Problem to solve: Each line of the data below that carries the word "next" needs to be copied.

[Start of section]

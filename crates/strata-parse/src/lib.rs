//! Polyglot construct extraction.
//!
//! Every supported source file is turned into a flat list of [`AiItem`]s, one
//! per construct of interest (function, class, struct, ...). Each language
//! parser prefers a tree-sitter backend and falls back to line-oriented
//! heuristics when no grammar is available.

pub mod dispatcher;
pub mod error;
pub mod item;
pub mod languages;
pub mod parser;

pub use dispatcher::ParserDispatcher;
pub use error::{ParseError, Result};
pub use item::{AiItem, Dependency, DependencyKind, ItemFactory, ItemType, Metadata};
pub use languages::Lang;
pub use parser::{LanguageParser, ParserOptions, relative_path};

[End of section]
[Start of section]

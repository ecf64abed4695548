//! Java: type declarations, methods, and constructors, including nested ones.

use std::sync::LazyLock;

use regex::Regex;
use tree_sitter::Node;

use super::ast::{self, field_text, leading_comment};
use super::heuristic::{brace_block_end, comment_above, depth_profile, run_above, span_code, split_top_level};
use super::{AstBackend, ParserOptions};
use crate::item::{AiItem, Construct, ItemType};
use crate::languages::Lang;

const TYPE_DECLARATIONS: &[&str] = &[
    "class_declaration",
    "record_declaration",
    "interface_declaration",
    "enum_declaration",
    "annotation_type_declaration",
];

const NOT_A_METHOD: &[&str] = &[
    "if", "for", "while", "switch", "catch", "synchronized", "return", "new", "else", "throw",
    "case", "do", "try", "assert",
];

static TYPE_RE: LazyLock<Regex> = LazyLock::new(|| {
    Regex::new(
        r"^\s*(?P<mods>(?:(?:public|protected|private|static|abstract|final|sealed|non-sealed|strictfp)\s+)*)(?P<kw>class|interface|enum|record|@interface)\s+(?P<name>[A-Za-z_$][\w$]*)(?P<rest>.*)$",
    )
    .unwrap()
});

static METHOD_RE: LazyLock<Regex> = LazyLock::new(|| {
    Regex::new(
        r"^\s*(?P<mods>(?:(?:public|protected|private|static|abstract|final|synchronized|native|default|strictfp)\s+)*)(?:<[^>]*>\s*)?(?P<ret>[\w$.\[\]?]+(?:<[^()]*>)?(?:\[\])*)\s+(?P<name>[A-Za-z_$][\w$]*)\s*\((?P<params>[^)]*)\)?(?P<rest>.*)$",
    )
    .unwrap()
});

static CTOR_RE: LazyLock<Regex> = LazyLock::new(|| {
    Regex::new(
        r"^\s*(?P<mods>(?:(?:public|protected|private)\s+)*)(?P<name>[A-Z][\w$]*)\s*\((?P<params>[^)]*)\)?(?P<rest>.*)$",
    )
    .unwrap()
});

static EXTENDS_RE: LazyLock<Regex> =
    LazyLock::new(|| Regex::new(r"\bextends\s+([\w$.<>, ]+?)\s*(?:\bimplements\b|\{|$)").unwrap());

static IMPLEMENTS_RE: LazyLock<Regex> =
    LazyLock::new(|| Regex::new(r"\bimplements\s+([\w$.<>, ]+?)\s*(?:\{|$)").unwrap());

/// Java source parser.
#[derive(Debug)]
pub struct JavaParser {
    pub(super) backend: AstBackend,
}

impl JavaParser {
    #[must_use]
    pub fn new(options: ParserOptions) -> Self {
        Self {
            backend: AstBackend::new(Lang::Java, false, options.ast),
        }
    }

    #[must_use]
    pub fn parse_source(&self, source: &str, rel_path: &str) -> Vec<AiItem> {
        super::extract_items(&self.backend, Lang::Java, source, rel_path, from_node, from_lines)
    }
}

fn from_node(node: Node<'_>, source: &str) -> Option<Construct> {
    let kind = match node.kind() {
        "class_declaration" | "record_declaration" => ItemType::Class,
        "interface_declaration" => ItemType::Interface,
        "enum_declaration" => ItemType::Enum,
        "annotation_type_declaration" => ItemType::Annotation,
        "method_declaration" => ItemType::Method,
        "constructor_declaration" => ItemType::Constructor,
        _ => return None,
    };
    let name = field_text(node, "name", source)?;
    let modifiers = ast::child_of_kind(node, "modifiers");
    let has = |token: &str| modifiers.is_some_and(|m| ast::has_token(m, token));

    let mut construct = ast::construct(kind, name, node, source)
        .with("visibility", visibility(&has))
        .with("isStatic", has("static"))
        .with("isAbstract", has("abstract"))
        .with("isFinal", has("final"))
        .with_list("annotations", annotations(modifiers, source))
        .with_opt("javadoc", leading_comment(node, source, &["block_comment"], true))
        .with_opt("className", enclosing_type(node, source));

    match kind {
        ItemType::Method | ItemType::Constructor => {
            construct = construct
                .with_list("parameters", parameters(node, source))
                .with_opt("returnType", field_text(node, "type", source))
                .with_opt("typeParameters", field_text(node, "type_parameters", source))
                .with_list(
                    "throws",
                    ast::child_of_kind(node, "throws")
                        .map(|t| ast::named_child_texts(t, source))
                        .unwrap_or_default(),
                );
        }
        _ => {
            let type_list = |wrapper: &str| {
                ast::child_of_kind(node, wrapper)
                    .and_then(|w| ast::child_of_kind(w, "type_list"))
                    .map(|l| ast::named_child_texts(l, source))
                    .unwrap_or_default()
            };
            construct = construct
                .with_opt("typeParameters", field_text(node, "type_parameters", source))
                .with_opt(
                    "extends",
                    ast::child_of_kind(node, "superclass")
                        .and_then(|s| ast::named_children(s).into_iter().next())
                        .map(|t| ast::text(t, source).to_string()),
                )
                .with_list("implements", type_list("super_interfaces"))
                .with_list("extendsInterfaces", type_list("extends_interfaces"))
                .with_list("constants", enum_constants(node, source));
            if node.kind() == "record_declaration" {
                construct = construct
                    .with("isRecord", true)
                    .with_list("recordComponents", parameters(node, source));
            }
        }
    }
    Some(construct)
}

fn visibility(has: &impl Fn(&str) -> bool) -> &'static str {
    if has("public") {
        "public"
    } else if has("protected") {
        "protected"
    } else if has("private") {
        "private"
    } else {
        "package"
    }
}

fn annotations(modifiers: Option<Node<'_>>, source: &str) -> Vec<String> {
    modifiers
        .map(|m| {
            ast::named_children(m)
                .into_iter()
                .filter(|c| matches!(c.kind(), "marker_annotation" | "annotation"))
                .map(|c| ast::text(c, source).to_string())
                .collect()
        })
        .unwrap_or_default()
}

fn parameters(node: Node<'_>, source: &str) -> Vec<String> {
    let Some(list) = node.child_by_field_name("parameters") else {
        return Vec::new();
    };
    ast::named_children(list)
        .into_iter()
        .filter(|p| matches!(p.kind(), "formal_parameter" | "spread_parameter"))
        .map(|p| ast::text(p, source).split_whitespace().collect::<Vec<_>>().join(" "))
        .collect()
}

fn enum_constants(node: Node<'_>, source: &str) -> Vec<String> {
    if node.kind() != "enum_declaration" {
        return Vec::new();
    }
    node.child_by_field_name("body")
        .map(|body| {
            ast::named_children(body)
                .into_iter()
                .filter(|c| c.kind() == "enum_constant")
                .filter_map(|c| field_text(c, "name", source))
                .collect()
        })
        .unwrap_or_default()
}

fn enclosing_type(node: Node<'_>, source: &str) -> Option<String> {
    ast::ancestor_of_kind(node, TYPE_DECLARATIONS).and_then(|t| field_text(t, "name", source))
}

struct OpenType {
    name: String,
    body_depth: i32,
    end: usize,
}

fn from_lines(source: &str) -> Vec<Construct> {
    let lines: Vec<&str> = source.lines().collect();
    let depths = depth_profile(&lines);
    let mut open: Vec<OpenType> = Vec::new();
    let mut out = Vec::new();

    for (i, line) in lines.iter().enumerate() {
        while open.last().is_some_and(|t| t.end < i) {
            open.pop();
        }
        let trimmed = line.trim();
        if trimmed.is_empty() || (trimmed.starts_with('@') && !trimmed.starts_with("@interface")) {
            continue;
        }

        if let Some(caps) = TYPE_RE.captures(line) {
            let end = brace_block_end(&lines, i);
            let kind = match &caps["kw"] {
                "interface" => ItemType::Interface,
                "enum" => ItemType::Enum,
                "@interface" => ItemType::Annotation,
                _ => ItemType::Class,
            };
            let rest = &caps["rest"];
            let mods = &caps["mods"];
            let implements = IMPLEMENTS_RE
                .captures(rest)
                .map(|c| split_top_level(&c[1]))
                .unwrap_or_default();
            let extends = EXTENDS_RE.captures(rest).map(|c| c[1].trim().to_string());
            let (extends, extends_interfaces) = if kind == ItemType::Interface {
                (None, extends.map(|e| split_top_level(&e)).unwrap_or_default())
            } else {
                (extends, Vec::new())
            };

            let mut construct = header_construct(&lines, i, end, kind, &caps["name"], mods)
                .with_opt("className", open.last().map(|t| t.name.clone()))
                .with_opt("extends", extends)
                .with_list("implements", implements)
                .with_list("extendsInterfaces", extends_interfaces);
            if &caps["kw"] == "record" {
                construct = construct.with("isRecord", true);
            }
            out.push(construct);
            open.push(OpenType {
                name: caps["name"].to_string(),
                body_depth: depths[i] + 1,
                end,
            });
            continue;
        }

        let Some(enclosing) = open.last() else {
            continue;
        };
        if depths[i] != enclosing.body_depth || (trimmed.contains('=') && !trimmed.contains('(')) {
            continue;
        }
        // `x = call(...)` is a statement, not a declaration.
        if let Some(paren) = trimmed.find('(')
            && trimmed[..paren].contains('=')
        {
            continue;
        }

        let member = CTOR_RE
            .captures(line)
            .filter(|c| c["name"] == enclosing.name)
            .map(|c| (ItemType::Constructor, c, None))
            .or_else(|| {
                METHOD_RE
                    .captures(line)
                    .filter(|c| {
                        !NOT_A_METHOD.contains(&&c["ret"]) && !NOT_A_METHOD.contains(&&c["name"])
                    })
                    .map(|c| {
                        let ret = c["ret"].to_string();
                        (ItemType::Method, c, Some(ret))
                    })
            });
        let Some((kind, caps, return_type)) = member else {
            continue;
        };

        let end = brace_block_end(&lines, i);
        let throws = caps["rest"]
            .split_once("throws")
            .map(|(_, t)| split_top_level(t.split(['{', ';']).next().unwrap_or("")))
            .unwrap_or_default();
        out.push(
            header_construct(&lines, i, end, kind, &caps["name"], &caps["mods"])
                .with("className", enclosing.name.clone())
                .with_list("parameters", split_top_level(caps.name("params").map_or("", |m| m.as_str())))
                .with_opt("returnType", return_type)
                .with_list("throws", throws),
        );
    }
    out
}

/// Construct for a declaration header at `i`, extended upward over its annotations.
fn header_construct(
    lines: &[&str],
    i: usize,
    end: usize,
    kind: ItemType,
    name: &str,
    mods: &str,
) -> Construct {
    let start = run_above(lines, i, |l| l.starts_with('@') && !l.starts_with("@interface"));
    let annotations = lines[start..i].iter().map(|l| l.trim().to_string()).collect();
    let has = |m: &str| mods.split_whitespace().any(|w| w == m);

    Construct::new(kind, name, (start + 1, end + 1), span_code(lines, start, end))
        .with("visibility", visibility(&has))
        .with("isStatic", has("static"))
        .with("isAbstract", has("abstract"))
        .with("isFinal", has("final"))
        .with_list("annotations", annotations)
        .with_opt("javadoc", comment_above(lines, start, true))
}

[End of section]

Output of the task:
                        .and_then(|s| ast::named_children(s).into_iter().next())
            .map(|(_, t)| split_top_level(t.split(['{', ';']).next().unwrap_or("")))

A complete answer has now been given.